The median age in the town was 49.3 years; 20.1% of residents were under 18; 3.5% were between 18 and 24; 21.1% were from 25 to 44; 29.9% were from 45 to 64; and 25.4% were 65 or older. The gender makeup of the town was 53.5% male and 46.5% female.

==Government==
Medicine Bow's current system of government is a mayor-council government. The Mayor's office heads four council members. The current mayor is Justin George, who first took office in December 2023 after the former mayor, Bradly Buum (appointed after the resignation of Lucinda Schofield), resigned. He was elected to finish the final two years of the term in a special election in November 2024.

List of Former/Current Mayors

- Kevin Colman/ In office from 2011-2019
- Sharon Biamon/ In office from 2019-2023
- Lucinda Schofield/ In office for 2023
- Bradly Buum/ In office for 2023
- Justin George/ In office from 2023 to present

==Economy==
In December 2007, plans were announced for construction of a large coal gasification plant to be built southwest of town. The plant was expected to start construction in 2014. In 2014, DKRW Advanced Fuels terminated their contract with Sinopec, the Chinese firm that would have built the plant. In 2015, there were plans to downscale the plant, and in 2016, the project was put on indefinite hold, partly due to the low cost of crude oil in the US.

==Education==
Public education in the town of Medicine Bow is provided by Carbon County School District Number 2. Zoned campuses include Medicine Bow Elementary School (grades K–6) and H.E.M. Junior/Senior High School (grades 7–12).

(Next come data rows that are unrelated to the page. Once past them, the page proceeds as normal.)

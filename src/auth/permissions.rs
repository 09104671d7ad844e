use anyhow::Error;
use once_cell::sync::Lazy;
use rocket::serde::Serialize;
use std::collections::HashSet;
use std::fmt;

use crate::gateway::ModelTier;

#[derive(Debug, Clone, Copy, PartialEq, Eq, Hash)]
pub enum Permission {
    ViewOwnDashboard,
    EnrollInCourses,
    ChatWithTutor,

    CreateCourses,
    EditCourses,
    RecordCheckpoints,
    ViewCourseOverview,
    RegisterUsers,

    EditUserRoles,
    EditUserCredentials,
    ViewLoginActivity,

    UseAdvancedModel,
}

#[derive(Debug, Clone, PartialEq, Eq, Serialize)]
pub enum Role {
    Student,
    Teacher,
    Admin,
    Gpt4Privileged,
}

static STUDENT_PERMISSIONS: Lazy<HashSet<Permission>> = Lazy::new(|| {
    let mut permissions = HashSet::new();

    permissions.insert(Permission::ViewOwnDashboard);
    permissions.insert(Permission::EnrollInCourses);
    permissions.insert(Permission::ChatWithTutor);

    permissions
});

static GPT4_PRIVILEGED_PERMISSIONS: Lazy<HashSet<Permission>> = Lazy::new(|| {
    let mut permissions = HashSet::new();

    permissions.extend(STUDENT_PERMISSIONS.iter().copied());

    permissions.insert(Permission::UseAdvancedModel);

    permissions
});

static TEACHER_PERMISSIONS: Lazy<HashSet<Permission>> = Lazy::new(|| {
    let mut permissions = HashSet::new();

    permissions.extend(STUDENT_PERMISSIONS.iter().copied());

    permissions.insert(Permission::CreateCourses);
    permissions.insert(Permission::EditCourses);
    permissions.insert(Permission::RecordCheckpoints);
    permissions.insert(Permission::ViewCourseOverview);
    permissions.insert(Permission::RegisterUsers);

    permissions
});

static ADMIN_PERMISSIONS: Lazy<HashSet<Permission>> = Lazy::new(|| {
    let mut permissions = HashSet::new();

    permissions.extend(TEACHER_PERMISSIONS.iter().copied());

    permissions.insert(Permission::EditUserRoles);
    permissions.insert(Permission::EditUserCredentials);
    permissions.insert(Permission::ViewLoginActivity);
    permissions.insert(Permission::UseAdvancedModel);

    permissions
});

impl Role {
    pub fn permissions(&self) -> &'static HashSet<Permission> {
        match self {
            Role::Student => &STUDENT_PERMISSIONS,
            Role::Teacher => &TEACHER_PERMISSIONS,
            Role::Admin => &ADMIN_PERMISSIONS,
            Role::Gpt4Privileged => &GPT4_PRIVILEGED_PERMISSIONS,
        }
    }

    pub fn has_permission(&self, permission: Permission) -> bool {
        self.permissions().contains(&permission)
    }

    /// Which completion model this role is entitled to. Re-evaluated at the
    /// start of every chat turn, so role changes apply from the next turn on.
    pub fn model_tier(&self) -> ModelTier {
        if self.has_permission(Permission::UseAdvancedModel) {
            ModelTier::Advanced
        } else {
            ModelTier::Standard
        }
    }

    pub fn as_str(&self) -> &str {
        match self {
            Role::Student => "student",
            Role::Teacher => "teacher",
            Role::Admin => "admin",
            Role::Gpt4Privileged => "gpt4_privileged",
        }
    }

    pub fn from_str(s: &str) -> Result<Self, Error> {
        match s {
            "student" => Ok(Role::Student),
            "teacher" => Ok(Role::Teacher),
            "admin" => Ok(Role::Admin),
            "gpt4_privileged" => Ok(Role::Gpt4Privileged),
            _ => Err(Error::msg(format!("Unknown role: {}", s))),
        }
    }
}

impl fmt::Display for Role {
    fn fmt(&self, f: &mut fmt::Formatter<'_>) -> fmt::Result {
        write!(f, "{}", self.as_str())
    }
}
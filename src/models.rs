use chrono::{DateTime, NaiveDateTime, Utc};
use serde::{Deserialize, Serialize};

fn to_utc(dt: Option<NaiveDateTime>) -> DateTime<Utc> {
    dt.map(|dt| DateTime::<Utc>::from_naive_utc_and_offset(dt, Utc))
        .unwrap_or_else(Utc::now)
}

#[derive(Serialize, Clone)]
pub struct Course {
    pub id: i64,
    pub title: String,
    pub description: String,
    pub created_by: i64,
    pub created_at: DateTime<Utc>,
}

#[derive(sqlx::FromRow, Clone)]
pub struct DbCourse {
    pub id: Option<i64>,
    pub title: Option<String>,
    pub description: Option<String>,
    pub created_by: Option<i64>,
    pub created_at: Option<NaiveDateTime>,
}

impl From<DbCourse> for Course {
    fn from(course: DbCourse) -> Self {
        Self {
            id: course.id.unwrap_or_default(),
            title: course.title.unwrap_or_default(),
            description: course.description.unwrap_or_default(),
            created_by: course.created_by.unwrap_or_default(),
            created_at: to_utc(course.created_at),
        }
    }
}

#[derive(sqlx::FromRow, Serialize, Deserialize, Clone)]
pub struct LearningGoal {
    pub id: i64,
    pub course_id: i64,
    pub position: i64,
    pub description: String,
}

#[derive(Serialize, Deserialize, Clone)]
pub struct Enrollment {
    pub id: i64,
    pub user_id: i64,
    pub course_id: i64,
    pub enrolled_at: DateTime<Utc>,
    pub completed_at: Option<DateTime<Utc>>,
}

#[derive(sqlx::FromRow, Clone)]
pub struct DbEnrollment {
    pub id: Option<i64>,
    pub user_id: Option<i64>,
    pub course_id: Option<i64>,
    pub enrolled_at: Option<NaiveDateTime>,
    pub completed_at: Option<NaiveDateTime>,
}

impl From<DbEnrollment> for Enrollment {
    fn from(db: DbEnrollment) -> Self {
        Self {
            id: db.id.unwrap_or_default(),
            user_id: db.user_id.unwrap_or_default(),
            course_id: db.course_id.unwrap_or_default(),
            enrolled_at: to_utc(db.enrolled_at),
            completed_at: db
                .completed_at
                .map(|dt| DateTime::<Utc>::from_naive_utc_and_offset(dt, Utc)),
        }
    }
}

#[derive(Serialize, Clone)]
pub struct ChatSession {
    pub id: i64,
    pub enrollment_id: i64,
    pub created_at: DateTime<Utc>,
    pub last_activity: DateTime<Utc>,
}

#[derive(sqlx::FromRow, Clone)]
pub struct DbChatSession {
    pub id: Option<i64>,
    pub enrollment_id: Option<i64>,
    pub created_at: Option<NaiveDateTime>,
    pub last_activity: Option<NaiveDateTime>,
}

impl From<DbChatSession> for ChatSession {
    fn from(db: DbChatSession) -> Self {
        Self {
            id: db.id.unwrap_or_default(),
            enrollment_id: db.enrollment_id.unwrap_or_default(),
            created_at: to_utc(db.created_at),
            last_activity: to_utc(db.last_activity),
        }
    }
}

#[derive(Debug, Clone, Copy, PartialEq, Eq, Serialize, Deserialize)]
#[serde(rename_all = "lowercase")]
pub enum MessageSender {
    User,
    Assistant,
}

impl MessageSender {
    pub fn as_str(&self) -> &'static str {
        match self {
            MessageSender::User => "user",
            MessageSender::Assistant => "assistant",
        }
    }

    pub fn from_str(s: &str) -> Self {
        match s {
            "assistant" => MessageSender::Assistant,
            _ => MessageSender::User,
        }
    }
}

#[derive(Serialize, Deserialize, Clone)]
pub struct Message {
    pub id: i64,
    pub session_id: i64,
    pub sender: MessageSender,
    pub body: String,
    pub created_at: DateTime<Utc>,
}

#[derive(sqlx::FromRow, Clone)]
pub struct DbMessage {
    pub id: Option<i64>,
    pub session_id: Option<i64>,
    pub sender: Option<String>,
    pub body: Option<String>,
    pub created_at: Option<NaiveDateTime>,
}

impl From<DbMessage> for Message {
    fn from(db: DbMessage) -> Self {
        Self {
            id: db.id.unwrap_or_default(),
            session_id: db.session_id.unwrap_or_default(),
            sender: MessageSender::from_str(&db.sender.unwrap_or_default()),
            body: db.body.unwrap_or_default(),
            created_at: to_utc(db.created_at),
        }
    }
}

Medicine Bow has a public library, a branch of the Carbon County Library System.

== Newspaper ==
The Medicine Bow Post was a weekly newspaper published in town for 18 years from 1977 to 1995.

==In popular culture==
Much of the Western novel The Virginian and subsequent television series of the same name were set in or near Medicine Bow.

Chapter XXVIII from Jules Verne's Around the World in Eighty Days involves a subplot about making a train pass through an unsafe bridge near Medicine Bow.

The 1950 film Devil's Doorway takes place in and around Medicine Bow.

In the 1960 episode of the television series Maverick entitled "The Misfortune Teller", hero Bret Maverick is nearly lynched by the citizens of Medicine Bow, under the mistaken impression that he is a swindler and the murderer of their late mayor.

In an episode of Laramie ("The Track of the Jackal"), a wanted man is brought to Laramie who is wanted by a bounty hunter to be turned in at Medicine Bow.

A song on the 1985 Waterboys album "This Is The Sea" is titled Medicine Bow.

Mr. Santa Maria, a character from German comedy films Der Schuh des Manitu and Traumschiff Surprise – Periode 1, is from Medicine Bow.